▶ **Saved data entries**
------------------------------------
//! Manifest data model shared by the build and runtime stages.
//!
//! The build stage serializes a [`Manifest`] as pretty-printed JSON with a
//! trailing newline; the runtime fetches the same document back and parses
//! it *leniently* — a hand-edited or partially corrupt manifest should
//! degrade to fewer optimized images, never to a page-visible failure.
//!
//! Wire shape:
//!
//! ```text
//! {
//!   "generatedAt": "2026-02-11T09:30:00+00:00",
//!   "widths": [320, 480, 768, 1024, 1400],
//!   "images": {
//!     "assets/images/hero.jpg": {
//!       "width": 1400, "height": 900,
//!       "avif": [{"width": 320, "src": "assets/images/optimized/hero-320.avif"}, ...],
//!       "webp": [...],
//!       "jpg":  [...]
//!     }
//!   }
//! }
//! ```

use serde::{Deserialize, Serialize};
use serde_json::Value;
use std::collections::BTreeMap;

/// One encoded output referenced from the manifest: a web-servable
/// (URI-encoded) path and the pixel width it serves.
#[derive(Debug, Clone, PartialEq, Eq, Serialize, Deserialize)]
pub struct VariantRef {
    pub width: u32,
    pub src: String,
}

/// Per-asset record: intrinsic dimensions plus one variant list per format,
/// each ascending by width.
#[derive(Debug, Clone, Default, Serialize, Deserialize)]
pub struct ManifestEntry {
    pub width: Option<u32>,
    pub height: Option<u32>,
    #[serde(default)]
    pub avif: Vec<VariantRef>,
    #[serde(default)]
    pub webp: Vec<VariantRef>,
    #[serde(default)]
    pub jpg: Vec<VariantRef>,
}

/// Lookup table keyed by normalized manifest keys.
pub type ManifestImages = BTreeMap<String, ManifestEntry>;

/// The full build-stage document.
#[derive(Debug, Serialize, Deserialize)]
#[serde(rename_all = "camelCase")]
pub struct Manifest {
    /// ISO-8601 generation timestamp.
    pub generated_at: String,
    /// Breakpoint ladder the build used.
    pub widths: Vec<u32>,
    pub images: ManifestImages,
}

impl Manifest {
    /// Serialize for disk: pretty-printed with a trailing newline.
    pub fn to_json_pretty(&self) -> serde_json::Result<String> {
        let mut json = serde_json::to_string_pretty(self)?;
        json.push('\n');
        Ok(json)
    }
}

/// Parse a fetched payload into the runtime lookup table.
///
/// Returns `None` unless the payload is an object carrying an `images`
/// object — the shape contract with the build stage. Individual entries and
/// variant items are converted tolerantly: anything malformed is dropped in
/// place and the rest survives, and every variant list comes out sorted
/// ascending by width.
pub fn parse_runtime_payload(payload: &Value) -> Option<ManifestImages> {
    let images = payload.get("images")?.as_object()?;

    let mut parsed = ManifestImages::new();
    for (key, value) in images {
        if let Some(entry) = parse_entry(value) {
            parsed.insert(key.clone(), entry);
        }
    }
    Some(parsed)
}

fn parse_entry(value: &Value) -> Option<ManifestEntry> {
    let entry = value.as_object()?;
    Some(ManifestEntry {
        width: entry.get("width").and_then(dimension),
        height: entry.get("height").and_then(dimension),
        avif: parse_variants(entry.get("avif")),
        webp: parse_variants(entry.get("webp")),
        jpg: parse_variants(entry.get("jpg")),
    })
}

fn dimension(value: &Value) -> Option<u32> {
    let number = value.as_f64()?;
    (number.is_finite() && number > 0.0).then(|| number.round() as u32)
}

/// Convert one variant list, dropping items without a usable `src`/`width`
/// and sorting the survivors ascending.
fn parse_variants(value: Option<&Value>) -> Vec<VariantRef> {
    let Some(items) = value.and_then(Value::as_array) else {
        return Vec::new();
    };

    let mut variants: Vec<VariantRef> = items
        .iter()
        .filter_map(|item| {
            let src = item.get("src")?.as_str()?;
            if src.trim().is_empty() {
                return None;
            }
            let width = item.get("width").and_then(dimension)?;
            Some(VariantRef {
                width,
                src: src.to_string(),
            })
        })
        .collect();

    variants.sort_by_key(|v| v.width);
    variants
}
------------------------------------
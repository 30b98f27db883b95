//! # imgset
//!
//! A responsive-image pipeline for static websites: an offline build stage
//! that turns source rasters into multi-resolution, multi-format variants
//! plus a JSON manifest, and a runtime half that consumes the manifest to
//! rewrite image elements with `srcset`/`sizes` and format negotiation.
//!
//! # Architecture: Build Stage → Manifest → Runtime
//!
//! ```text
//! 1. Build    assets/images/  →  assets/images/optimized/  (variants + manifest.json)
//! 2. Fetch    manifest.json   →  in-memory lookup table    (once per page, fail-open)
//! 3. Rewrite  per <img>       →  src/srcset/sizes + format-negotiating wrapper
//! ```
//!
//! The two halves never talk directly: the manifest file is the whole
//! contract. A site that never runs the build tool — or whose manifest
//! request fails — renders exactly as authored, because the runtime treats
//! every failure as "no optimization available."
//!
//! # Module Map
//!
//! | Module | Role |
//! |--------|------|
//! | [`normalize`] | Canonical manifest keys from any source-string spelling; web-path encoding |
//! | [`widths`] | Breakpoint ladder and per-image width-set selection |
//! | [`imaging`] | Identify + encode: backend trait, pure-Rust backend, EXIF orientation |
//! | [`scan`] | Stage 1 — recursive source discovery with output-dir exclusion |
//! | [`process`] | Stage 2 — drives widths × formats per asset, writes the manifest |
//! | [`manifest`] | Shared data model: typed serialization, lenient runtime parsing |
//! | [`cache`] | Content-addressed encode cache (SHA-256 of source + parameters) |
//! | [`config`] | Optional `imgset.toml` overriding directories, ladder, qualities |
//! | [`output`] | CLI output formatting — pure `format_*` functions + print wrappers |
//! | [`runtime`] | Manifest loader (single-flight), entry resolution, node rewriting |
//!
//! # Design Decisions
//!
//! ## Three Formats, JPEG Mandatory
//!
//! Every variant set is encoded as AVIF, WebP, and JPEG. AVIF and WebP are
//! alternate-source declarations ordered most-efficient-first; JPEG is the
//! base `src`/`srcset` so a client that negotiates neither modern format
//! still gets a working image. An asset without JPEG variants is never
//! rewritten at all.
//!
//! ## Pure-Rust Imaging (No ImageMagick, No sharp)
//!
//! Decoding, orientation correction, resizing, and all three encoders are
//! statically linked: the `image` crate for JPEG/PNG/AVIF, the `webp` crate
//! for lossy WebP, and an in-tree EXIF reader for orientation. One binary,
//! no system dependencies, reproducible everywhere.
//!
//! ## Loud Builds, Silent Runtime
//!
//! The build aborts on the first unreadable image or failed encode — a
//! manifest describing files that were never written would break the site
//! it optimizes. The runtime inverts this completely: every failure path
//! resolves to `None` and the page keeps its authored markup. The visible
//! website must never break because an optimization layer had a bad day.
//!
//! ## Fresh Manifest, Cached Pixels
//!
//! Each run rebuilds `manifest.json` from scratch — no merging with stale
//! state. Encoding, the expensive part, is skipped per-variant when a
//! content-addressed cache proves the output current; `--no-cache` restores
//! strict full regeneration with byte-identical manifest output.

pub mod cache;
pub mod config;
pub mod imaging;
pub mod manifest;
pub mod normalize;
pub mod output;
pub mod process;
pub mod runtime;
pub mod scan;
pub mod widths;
------------------------------------
▶ **WHAT YOU ARE ASKED TO DO**
From the entries above, collect every line with the string "never" in it.

▶ **TASK RESPONSE**
//! degrade to fewer optimized images, never to a page-visible failure.
//! The two halves never talk directly: the manifest file is the whole
//! contract. A site that never runs the build tool — or whose manifest
//! still gets a working image. An asset without JPEG variants is never
//! manifest describing files that were never written would break the site
//! website must never break because an optimization layer had a bad day.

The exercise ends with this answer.